- [THE TASK]: Gather every line of the entries that includes the word "target".

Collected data
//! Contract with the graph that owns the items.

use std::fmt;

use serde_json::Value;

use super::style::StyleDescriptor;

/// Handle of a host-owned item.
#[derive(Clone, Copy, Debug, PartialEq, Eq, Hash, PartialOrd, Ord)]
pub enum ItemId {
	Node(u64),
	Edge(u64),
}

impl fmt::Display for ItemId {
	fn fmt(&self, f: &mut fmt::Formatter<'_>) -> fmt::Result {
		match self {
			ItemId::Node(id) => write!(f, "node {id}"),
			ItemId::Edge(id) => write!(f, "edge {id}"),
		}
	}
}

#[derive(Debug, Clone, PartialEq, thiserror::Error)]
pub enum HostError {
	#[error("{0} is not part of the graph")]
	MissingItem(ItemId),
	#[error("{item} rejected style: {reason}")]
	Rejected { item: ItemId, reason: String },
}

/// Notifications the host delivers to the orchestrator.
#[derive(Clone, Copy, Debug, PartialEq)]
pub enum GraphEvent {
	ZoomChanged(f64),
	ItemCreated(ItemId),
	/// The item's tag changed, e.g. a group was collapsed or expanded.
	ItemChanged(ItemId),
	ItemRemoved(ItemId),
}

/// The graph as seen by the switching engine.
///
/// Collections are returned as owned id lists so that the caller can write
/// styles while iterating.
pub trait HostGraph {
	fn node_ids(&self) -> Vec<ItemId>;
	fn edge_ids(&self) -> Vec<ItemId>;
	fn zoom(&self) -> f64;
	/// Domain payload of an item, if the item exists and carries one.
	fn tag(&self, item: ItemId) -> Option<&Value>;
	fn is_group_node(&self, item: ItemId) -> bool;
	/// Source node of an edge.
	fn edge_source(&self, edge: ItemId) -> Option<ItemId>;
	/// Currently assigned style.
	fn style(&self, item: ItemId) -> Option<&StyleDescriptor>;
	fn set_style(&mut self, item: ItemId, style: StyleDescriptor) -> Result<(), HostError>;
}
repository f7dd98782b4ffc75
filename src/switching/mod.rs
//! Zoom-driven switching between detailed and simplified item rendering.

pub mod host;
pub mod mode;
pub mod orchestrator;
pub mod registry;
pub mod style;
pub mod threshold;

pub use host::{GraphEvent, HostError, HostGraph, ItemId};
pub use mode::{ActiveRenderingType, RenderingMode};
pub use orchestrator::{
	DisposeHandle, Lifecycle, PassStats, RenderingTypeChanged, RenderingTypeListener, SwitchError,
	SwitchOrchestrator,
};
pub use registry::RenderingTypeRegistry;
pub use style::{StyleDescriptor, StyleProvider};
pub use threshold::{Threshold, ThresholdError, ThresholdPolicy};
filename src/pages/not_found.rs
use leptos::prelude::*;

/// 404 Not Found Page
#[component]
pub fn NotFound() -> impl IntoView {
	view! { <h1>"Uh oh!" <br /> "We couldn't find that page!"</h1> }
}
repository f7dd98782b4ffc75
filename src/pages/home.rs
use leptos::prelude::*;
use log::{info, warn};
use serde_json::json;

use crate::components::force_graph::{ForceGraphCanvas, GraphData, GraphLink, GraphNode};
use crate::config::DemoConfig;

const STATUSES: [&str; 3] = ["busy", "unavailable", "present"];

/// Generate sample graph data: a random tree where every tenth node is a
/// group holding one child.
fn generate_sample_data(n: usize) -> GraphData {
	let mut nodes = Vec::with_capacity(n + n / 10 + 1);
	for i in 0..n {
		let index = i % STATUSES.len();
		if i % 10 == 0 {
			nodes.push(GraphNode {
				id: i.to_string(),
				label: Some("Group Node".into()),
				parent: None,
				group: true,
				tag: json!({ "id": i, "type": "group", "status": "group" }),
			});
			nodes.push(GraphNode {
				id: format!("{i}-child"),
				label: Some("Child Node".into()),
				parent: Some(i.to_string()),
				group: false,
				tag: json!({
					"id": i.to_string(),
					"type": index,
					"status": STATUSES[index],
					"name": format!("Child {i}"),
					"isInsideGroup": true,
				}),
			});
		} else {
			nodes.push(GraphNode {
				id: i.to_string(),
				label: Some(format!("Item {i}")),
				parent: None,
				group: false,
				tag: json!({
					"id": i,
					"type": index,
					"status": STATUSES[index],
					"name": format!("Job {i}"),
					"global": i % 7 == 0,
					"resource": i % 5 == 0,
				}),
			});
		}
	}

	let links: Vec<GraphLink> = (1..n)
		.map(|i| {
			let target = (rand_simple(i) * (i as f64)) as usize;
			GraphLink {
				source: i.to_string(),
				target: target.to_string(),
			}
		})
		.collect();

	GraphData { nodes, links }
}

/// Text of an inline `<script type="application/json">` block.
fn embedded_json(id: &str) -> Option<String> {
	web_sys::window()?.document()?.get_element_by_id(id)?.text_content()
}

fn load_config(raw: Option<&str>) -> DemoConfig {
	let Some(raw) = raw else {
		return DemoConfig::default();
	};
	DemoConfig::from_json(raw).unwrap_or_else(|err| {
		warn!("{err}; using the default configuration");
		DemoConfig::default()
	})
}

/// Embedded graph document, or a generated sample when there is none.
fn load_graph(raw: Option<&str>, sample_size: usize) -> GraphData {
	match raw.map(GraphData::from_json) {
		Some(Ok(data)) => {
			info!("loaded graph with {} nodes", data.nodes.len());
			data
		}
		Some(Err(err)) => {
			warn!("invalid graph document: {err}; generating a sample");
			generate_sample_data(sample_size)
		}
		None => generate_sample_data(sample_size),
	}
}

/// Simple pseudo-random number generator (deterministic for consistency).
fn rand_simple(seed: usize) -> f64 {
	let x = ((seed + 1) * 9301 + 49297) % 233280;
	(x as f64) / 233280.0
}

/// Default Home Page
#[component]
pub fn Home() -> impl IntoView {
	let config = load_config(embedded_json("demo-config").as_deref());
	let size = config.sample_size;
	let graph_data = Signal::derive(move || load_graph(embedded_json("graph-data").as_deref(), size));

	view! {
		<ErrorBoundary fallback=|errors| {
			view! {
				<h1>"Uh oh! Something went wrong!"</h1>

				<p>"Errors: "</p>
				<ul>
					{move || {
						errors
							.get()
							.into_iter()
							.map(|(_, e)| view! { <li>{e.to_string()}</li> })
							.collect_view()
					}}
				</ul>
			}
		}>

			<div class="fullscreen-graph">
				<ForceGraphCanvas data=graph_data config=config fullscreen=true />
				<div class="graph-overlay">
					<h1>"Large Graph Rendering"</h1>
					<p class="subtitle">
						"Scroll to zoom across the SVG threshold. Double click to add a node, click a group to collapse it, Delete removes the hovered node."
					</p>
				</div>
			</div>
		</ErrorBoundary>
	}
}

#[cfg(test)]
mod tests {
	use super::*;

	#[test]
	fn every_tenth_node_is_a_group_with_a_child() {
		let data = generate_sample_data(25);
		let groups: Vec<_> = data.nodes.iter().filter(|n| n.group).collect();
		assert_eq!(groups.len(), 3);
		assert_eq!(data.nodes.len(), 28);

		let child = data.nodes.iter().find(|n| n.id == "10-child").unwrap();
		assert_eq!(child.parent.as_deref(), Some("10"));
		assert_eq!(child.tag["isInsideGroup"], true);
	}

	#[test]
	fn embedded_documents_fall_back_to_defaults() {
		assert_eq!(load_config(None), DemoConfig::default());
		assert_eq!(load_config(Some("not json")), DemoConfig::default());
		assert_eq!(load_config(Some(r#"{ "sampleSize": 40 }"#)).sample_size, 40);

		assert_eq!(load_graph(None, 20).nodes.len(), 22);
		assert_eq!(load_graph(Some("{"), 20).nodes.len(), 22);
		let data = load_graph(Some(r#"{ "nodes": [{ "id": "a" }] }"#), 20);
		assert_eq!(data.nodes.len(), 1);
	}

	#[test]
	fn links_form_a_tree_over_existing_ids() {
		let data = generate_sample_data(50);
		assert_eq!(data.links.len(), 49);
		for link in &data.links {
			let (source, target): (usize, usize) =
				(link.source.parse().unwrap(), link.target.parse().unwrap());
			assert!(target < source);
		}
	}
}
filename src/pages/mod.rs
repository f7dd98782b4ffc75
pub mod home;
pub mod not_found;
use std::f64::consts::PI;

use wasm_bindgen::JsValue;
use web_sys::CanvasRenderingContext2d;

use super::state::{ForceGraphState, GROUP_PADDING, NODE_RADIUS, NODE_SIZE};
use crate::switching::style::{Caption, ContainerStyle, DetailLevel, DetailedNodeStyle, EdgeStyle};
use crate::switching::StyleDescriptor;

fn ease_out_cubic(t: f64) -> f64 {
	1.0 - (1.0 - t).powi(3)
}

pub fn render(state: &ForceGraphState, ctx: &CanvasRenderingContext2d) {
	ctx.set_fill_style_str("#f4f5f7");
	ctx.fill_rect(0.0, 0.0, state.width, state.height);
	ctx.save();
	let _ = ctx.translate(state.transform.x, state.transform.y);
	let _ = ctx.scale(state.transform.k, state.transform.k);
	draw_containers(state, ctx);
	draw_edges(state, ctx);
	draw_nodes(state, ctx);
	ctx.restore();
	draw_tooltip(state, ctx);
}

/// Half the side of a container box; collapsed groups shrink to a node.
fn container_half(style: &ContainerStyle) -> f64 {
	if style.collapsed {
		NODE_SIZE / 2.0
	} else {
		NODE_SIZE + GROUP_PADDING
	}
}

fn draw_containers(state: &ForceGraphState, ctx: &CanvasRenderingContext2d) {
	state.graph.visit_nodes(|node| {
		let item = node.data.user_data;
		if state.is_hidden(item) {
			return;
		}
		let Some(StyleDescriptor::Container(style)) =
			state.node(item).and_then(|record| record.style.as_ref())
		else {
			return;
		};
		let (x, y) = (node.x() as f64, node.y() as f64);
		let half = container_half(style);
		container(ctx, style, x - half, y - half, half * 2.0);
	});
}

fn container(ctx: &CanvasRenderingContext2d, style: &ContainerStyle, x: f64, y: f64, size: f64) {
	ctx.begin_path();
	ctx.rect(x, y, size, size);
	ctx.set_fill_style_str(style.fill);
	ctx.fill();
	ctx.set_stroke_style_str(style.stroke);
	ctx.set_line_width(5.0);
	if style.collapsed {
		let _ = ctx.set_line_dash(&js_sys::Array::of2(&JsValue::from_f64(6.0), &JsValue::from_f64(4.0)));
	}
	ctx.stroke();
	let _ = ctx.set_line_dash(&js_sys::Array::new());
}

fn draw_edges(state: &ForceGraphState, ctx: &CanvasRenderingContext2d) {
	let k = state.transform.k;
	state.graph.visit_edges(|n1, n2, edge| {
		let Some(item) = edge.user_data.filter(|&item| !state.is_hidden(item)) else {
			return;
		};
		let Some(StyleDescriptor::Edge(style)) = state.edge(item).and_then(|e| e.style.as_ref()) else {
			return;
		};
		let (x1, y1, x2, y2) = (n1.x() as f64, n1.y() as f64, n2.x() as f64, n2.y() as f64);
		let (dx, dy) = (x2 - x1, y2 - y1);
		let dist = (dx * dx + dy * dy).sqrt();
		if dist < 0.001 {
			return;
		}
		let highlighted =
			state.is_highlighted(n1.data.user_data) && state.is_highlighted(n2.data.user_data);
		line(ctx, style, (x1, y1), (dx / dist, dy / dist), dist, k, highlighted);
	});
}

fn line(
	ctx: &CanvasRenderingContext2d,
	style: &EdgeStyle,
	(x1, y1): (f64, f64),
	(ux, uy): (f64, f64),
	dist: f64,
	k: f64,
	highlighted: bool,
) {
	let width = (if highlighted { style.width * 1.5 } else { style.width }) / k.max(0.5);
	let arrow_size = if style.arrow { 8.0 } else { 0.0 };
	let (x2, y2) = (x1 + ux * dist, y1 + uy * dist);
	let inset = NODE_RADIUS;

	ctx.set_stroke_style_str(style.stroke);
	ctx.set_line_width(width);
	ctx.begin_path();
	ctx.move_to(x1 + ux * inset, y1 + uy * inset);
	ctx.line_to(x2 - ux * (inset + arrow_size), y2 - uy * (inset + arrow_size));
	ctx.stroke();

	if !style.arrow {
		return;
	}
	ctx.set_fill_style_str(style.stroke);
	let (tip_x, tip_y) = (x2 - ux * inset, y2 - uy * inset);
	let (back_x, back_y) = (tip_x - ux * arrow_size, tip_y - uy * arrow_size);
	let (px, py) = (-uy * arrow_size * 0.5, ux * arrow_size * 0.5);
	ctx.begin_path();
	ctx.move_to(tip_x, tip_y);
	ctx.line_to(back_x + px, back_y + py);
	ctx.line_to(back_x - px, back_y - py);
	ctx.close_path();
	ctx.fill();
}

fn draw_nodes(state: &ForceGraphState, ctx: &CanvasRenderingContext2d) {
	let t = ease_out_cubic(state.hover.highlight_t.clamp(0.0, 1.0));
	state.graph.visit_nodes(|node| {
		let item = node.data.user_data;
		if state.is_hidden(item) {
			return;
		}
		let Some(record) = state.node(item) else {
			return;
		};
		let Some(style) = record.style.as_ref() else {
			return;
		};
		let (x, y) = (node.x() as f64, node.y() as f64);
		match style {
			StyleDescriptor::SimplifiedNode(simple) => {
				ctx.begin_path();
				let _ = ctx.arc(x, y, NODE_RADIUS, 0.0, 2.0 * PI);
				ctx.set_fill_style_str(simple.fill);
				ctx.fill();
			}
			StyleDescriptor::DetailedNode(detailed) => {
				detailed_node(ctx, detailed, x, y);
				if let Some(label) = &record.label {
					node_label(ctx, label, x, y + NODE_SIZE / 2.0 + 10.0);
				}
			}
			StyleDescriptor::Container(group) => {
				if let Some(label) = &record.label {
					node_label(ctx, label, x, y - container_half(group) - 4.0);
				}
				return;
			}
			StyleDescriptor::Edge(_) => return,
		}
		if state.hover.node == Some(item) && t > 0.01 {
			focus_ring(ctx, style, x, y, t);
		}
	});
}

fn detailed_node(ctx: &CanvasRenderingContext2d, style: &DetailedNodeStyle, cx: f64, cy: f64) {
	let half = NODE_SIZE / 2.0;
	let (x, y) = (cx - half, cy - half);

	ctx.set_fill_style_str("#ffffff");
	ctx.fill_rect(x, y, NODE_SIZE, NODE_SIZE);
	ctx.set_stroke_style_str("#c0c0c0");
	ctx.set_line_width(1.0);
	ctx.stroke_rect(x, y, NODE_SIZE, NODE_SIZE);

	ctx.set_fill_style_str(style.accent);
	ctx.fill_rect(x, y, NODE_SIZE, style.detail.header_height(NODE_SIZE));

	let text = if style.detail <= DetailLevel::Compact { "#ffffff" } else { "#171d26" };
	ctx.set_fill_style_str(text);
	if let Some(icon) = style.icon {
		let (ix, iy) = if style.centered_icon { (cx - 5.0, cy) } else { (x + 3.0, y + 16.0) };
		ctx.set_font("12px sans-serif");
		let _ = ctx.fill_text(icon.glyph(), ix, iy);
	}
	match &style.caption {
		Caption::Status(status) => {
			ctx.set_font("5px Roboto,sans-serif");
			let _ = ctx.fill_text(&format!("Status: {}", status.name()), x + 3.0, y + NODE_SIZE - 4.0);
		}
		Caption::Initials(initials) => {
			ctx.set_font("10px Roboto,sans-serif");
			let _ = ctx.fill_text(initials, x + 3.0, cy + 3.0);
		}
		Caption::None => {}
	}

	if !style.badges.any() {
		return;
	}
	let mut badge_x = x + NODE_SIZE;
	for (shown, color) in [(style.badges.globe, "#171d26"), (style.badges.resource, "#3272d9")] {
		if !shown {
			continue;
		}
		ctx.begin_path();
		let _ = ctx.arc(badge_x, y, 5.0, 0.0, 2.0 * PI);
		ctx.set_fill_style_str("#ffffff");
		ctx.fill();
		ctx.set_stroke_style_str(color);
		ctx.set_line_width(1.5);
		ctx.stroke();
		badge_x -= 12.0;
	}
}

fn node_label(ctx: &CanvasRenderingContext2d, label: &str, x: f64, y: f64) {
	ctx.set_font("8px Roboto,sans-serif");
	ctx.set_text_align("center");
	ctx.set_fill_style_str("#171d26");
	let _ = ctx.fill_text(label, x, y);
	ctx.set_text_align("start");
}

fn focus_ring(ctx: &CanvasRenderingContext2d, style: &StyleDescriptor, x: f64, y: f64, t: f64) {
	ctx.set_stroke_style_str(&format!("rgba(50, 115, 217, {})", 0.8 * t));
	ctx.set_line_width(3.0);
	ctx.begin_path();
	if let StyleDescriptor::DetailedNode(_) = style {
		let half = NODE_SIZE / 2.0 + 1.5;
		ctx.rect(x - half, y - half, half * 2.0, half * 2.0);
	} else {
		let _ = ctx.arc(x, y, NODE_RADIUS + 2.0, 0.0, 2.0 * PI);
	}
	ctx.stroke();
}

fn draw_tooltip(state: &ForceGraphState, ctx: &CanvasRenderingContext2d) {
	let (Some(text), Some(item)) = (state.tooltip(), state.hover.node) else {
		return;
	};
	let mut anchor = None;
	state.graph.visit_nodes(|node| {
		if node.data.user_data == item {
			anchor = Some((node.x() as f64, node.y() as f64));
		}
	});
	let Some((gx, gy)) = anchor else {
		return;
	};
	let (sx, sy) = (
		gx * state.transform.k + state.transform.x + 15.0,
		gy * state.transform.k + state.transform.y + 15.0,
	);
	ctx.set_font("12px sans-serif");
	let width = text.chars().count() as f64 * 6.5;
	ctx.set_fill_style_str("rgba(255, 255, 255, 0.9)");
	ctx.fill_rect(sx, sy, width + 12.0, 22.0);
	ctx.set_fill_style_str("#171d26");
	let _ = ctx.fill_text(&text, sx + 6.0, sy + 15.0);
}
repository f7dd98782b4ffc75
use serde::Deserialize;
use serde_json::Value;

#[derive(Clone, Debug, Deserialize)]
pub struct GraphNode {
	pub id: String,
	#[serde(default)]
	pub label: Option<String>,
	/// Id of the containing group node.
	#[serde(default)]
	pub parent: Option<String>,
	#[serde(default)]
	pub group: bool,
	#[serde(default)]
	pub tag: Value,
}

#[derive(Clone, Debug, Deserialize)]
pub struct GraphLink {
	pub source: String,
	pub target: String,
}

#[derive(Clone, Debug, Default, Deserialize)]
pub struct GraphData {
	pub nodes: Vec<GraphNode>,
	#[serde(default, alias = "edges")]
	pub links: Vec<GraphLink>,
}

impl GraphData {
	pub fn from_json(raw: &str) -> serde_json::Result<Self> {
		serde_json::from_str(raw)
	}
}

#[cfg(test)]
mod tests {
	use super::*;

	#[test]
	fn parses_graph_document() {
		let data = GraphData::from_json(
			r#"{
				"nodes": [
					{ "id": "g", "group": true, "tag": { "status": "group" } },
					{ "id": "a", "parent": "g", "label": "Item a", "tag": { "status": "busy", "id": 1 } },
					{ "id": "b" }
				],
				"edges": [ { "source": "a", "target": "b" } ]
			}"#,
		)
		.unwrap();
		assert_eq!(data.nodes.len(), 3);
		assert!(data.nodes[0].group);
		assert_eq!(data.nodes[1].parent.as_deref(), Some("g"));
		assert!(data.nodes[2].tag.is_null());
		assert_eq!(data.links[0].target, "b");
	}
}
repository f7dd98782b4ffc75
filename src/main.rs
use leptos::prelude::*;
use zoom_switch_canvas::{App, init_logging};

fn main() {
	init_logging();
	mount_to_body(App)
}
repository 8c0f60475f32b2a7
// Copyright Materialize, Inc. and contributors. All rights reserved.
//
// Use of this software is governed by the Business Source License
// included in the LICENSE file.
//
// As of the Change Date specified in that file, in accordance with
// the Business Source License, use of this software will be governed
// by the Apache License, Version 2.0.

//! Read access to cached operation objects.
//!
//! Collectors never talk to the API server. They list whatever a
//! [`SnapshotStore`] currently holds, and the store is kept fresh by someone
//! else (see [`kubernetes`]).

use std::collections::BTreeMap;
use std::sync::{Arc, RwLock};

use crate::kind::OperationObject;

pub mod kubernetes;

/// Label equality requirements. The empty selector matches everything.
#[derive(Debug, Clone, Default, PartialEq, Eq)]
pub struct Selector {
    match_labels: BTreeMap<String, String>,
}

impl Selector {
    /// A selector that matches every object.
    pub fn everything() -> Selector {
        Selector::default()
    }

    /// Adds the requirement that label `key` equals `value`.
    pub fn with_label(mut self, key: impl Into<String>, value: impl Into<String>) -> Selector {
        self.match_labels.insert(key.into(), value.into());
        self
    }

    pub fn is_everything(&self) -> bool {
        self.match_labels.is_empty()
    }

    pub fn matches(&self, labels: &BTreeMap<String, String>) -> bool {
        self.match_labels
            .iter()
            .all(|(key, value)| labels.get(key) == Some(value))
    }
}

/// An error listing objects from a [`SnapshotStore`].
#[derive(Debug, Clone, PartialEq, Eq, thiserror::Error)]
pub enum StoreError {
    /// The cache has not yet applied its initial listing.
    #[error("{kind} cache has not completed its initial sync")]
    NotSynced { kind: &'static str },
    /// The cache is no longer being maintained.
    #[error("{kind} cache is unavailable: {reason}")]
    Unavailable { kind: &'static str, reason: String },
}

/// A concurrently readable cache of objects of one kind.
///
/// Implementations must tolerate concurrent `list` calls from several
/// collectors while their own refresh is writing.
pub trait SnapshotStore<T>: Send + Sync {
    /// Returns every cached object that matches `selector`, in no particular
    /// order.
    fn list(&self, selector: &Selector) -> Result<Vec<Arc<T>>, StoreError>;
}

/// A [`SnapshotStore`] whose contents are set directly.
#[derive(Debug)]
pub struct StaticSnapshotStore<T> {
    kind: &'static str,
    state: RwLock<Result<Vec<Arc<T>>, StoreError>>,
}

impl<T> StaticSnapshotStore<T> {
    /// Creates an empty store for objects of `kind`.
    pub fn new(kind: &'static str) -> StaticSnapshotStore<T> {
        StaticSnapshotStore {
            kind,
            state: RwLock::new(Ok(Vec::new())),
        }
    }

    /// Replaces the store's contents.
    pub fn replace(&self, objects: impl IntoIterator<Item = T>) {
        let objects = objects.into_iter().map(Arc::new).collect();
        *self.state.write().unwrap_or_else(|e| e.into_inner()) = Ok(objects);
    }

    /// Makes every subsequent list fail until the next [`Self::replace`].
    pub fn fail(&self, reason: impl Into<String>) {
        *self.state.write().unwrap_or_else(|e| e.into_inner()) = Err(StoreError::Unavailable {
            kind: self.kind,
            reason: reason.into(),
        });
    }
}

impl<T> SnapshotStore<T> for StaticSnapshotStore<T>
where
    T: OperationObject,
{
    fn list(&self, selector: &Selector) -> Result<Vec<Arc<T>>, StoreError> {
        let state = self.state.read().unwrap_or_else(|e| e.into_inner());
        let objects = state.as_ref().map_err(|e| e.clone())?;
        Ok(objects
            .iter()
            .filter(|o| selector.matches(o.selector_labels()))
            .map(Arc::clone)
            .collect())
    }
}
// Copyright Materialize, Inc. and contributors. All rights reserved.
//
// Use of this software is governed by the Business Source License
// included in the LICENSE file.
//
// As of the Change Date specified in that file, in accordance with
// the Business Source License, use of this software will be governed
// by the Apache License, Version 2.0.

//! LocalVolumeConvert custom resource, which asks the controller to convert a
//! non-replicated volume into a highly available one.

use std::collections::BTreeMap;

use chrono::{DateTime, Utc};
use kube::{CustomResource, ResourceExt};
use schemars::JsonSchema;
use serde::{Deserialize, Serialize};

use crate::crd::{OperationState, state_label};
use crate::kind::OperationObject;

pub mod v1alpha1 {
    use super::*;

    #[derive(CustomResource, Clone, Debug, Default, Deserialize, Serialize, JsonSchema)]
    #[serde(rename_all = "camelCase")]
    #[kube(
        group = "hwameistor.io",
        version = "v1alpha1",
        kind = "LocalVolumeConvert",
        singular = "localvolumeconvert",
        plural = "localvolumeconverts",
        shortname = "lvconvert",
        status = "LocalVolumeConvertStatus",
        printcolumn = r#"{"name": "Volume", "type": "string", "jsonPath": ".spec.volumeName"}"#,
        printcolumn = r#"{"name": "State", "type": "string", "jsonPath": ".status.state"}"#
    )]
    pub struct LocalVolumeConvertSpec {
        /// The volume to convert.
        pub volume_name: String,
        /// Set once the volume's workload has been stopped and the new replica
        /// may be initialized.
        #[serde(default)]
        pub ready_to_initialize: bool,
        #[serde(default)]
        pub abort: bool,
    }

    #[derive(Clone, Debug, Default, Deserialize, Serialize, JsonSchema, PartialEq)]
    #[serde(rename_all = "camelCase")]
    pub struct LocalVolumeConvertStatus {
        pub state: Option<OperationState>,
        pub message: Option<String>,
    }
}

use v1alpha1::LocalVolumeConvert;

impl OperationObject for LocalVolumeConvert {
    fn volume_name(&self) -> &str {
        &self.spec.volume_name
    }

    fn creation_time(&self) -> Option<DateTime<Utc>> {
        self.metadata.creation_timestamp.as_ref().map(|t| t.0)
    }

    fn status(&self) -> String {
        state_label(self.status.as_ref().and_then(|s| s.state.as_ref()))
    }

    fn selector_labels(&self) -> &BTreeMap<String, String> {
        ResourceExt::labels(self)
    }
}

- [EXPECTED OUTPUT]:
			let target = (rand_simple(i) * (i as f64)) as usize;
				target: target.to_string(),
			let (source, target): (usize, usize) =
				(link.source.parse().unwrap(), link.target.parse().unwrap());
			assert!(target < source);
	pub target: String,
				"edges": [ { "source": "a", "target": "b" } ]
		assert_eq!(data.links[0].target, "b");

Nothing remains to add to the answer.